In doctor’s offices and hospitals, larger versions of these patches are commonly applied to surgical wounds, minor burns, or bedsores. These are also popular treatments for blisters and eczema.

If you apply a patch to a pus-filled pimple, “it can protect it, create a healing environment and help remove that dirt and oil,” said Dr. John Barbieri, a dermatologist at Brigham and Women’s Hospital in Boston.

Many people think “wounds need air,” said Dr. Zakia Rahman, clinical professor of dermatology at Stanford Medicine. But “it’s not scientifically sound,” she said, adding that covering any type of wound, including a pimple, will help treat it.

Dressings used in the medical field are typically made with just hydrocolloid, but some pimple patches are medicated, meaning they also contain acne-treating ingredients like benzoyl peroxide (which fights bacteria responsible for acne) and salicylic acid (which reduces swelling and unclogs pores). Some patches also contain skin-soothing ingredients like tea tree oil and aloe vera, or skin-drying ingredients like hemp seed oil.

Other versions even contain microneedles, tiny tips that pierce the skin to deliver these ingredients directly into the pimple.

Experts say hydrocolloid patches can fade blemishes. But dermatologists warn against using drug versions.

Some of their active ingredients, like benzoyl peroxide, salicylic acid, and glycolic acid, can help treat acne, Dr. Barbieri explained, but they can also cause irritation, especially when used. stuck to the skin under a patch.

Even patches containing ingredients marketed as “natural” and “soothing,” such as tea tree oil and aloe, can be irritating when used this way.

Microneedle patches can penetrate the skin and deliver acne-treating ingredients better than other types of patches, said Dr. Leela Athalye, a dermatologist in Orange County, California. But they can also potentially be more irritating.

“There is some literature to support the safety and effectiveness of microneedle patches for pimples, but time will tell how effective they are in the clinic,” Dr. Athalye said.

According to Dr. Barbieri, medicated and microneedle patches are probably no more effective than hydrocolloid-only versions. “The hydrocolloid works great on its own,” he said.

Product instructions usually recommend cleaning and drying the affected area, applying the patch to the pimple, and then leaving it on for about six to eight hours, or even overnight.

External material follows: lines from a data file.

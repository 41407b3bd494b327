//! IJVM opcode table.

/// Opcodes supported by the machine, with their fixed wire encoding.
#[derive(Debug, Copy, Clone, PartialEq, Eq)]
#[repr(u8)]
pub enum OPCode {
    Nop = 0x00,
    BiPush = 0x10,
    LdcW = 0x13,
    ILoad = 0x15,
    IStore = 0x36,
    Pop = 0x57,
    Dup = 0x59,
    Swap = 0x5F,
    IAdd = 0x60,
    ISub = 0x64,
    IAnd = 0x7E,
    IInc = 0x84,
    IfEq = 0x99,
    IfLt = 0x9B,
    IfICmpEq = 0x9F,
    Goto = 0xA7,
    IReturn = 0xAC,
    IOr = 0xB0,
    InvokeVirtual = 0xB6,
    Wide = 0xC4,
    TailCall = 0xCB,
    NewArray = 0xD1,
    IALoad = 0xD2,
    IAStore = 0xD3,
    In = 0xFC,
    Out = 0xFD,
    Err = 0xFE,
    Halt = 0xFF,
}

impl OPCode {
    /// Decode an opcode byte. Returns `None` for bytes outside the table;
    /// the runtime treats those as a recoverable error, not a crash.
    pub fn from_u8(byte: u8) -> Option<Self> {
        let op = match byte {
            0x00 => Self::Nop,
            0x10 => Self::BiPush,
            0x13 => Self::LdcW,
            0x15 => Self::ILoad,
            0x36 => Self::IStore,
            0x57 => Self::Pop,
            0x59 => Self::Dup,
            0x5F => Self::Swap,
            0x60 => Self::IAdd,
            0x64 => Self::ISub,
            0x7E => Self::IAnd,
            0x84 => Self::IInc,
            0x99 => Self::IfEq,
            0x9B => Self::IfLt,
            0x9F => Self::IfICmpEq,
            0xA7 => Self::Goto,
            0xAC => Self::IReturn,
            0xB0 => Self::IOr,
            0xB6 => Self::InvokeVirtual,
            0xC4 => Self::Wide,
            0xCB => Self::TailCall,
            0xD1 => Self::NewArray,
            0xD2 => Self::IALoad,
            0xD3 => Self::IAStore,
            0xFC => Self::In,
            0xFD => Self::Out,
            0xFE => Self::Err,
            0xFF => Self::Halt,
            _ => return None,
        };
        Some(op)
    }

    /// Assembler mnemonic, used in diagnostics.
    pub const fn mnemonic(&self) -> &'static str {
        match self {
            Self::Nop => "NOP",
            Self::BiPush => "BIPUSH",
            Self::LdcW => "LDC_W",
            Self::ILoad => "ILOAD",
            Self::IStore => "ISTORE",
            Self::Pop => "POP",
            Self::Dup => "DUP",
            Self::Swap => "SWAP",
            Self::IAdd => "IADD",
            Self::ISub => "ISUB",
            Self::IAnd => "IAND",
            Self::IInc => "IINC",
            Self::IfEq => "IFEQ",
            Self::IfLt => "IFLT",
            Self::IfICmpEq => "IF_ICMPEQ",
            Self::Goto => "GOTO",
            Self::IReturn => "IRETURN",
            Self::IOr => "IOR",
            Self::InvokeVirtual => "INVOKEVIRTUAL",
            Self::Wide => "WIDE",
            Self::TailCall => "TAILCALL",
            Self::NewArray => "NEWARRAY",
            Self::IALoad => "IALOAD",
            Self::IAStore => "IASTORE",
            Self::In => "IN",
            Self::Out => "OUT",
            Self::Err => "ERR",
            Self::Halt => "HALT",
        }
    }
}

#[cfg(test)]
mod tests {
    use super::*;

    #[test]
    fn decodes_every_table_entry() {
        let table = [
            (0x00, OPCode::Nop),
            (0x10, OPCode::BiPush),
            (0x13, OPCode::LdcW),
            (0x15, OPCode::ILoad),
            (0x36, OPCode::IStore),
            (0x59, OPCode::Dup),
            (0x5F, OPCode::Swap),
            (0x60, OPCode::IAdd),
            (0x84, OPCode::IInc),
            (0xA7, OPCode::Goto),
            (0xAC, OPCode::IReturn),
            (0xB6, OPCode::InvokeVirtual),
            (0xC4, OPCode::Wide),
            (0xCB, OPCode::TailCall),
            (0xD1, OPCode::NewArray),
            (0xFF, OPCode::Halt),
        ];
        for (byte, expected) in table {
            assert_eq!(OPCode::from_u8(byte), Some(expected));
            assert_eq!(expected as u8, byte);
        }
    }

    #[test]
    fn rejects_unknown_bytes() {
        assert_eq!(OPCode::from_u8(0x01), None);
        assert_eq!(OPCode::from_u8(0xCA), None);
        assert_eq!(OPCode::from_u8(0xFB), None);
    }
}
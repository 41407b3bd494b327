//! ristretto is a small interpreter for the IJVM bytecode format: it loads
//! a binary program image (constant pool + instruction stream) and executes
//! it against an operand/local-variable stack and a heap of integer arrays.
//!
//! The crate is organized around the machine's components:
//!
//! * [`loader`] parses the on-disk image into an immutable [`loader::Image`].
//! * [`stack`] is the value stack, used both as the operand stack and as
//!   storage for every active frame's local variables.
//! * [`heap`] is the growable table of integer arrays behind NEWARRAY,
//!   IALOAD and IASTORE.
//! * [`bytecode`] is the fixed opcode table.
//! * [`runtime`] ties them together: the fetch-decode-execute loop, the
//!   call-frame protocol and the introspection surface used by test
//!   harnesses and debuggers.
pub mod bytecode;
pub mod heap;
pub mod loader;
pub mod runtime;
pub mod stack;

/// The machine's universal value type, a 32-bit two's-complement integer.
///
/// A `Word` doubles as a plain integer, a heap reference (index into the
/// array table) and a frame link (index into the value stack) depending on
/// the opcode that consumes it; the format carries no tags.
pub type Word = i32;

As the hydrocolloid absorbs oil, dead skin, and bacteria, the material becomes white and slightly puffy (which can be a satisfactory result).

There are few research studies on the effectiveness of anti-pimple patches. But even without clinical trials, many dermatologists encourage patients to use non-drug versions for acne. Hydrocolloid-only patches are a gentler alternative to traditional spot treatment creams, Dr. Rahman said, which can be irritating for some people due to active ingredients like benzoyl peroxide or salicylic acid.

But patches won’t work on every blemish, Dr. Athalye said. They will not improve cystic or nodular acne, which causes pimples to form deep under the skin. They also won’t do much for blackheads or whiteheads.

“The patches can draw some fluid out of these places, but can only help minimally,” Dr. Athalye said. “The ideal pimple for these patches is a juicy pustule or papule that isn’t too deep.”

Still, it won’t hurt to use these patches on any pimple, Dr. Rahman added. In fact, they can prevent you from scratching your skin, a habit that often delays healing and causes scarring or bacterial contamination.

Just be careful when removing the patch, Dr. Athalye said, because removing it too quickly can cause abrasion that can lead to scarring or discoloration. She recommended removing the patch under a hot shower or removing it only when it loses its adhesive.

Hydrocolloid patches may help pimples heal faster, but they shouldn’t be your only acne treatment tool, experts say. A broader approach to skin care might involve the application of topical over-the-counter or prescription medications in addition to the use of patches, Dr. Barbieri said.

“Is it worth the hype?” Yes and no,” said Dr. Athalye. “They’re a wonderful addition to a good skincare routine, but won’t do everything.”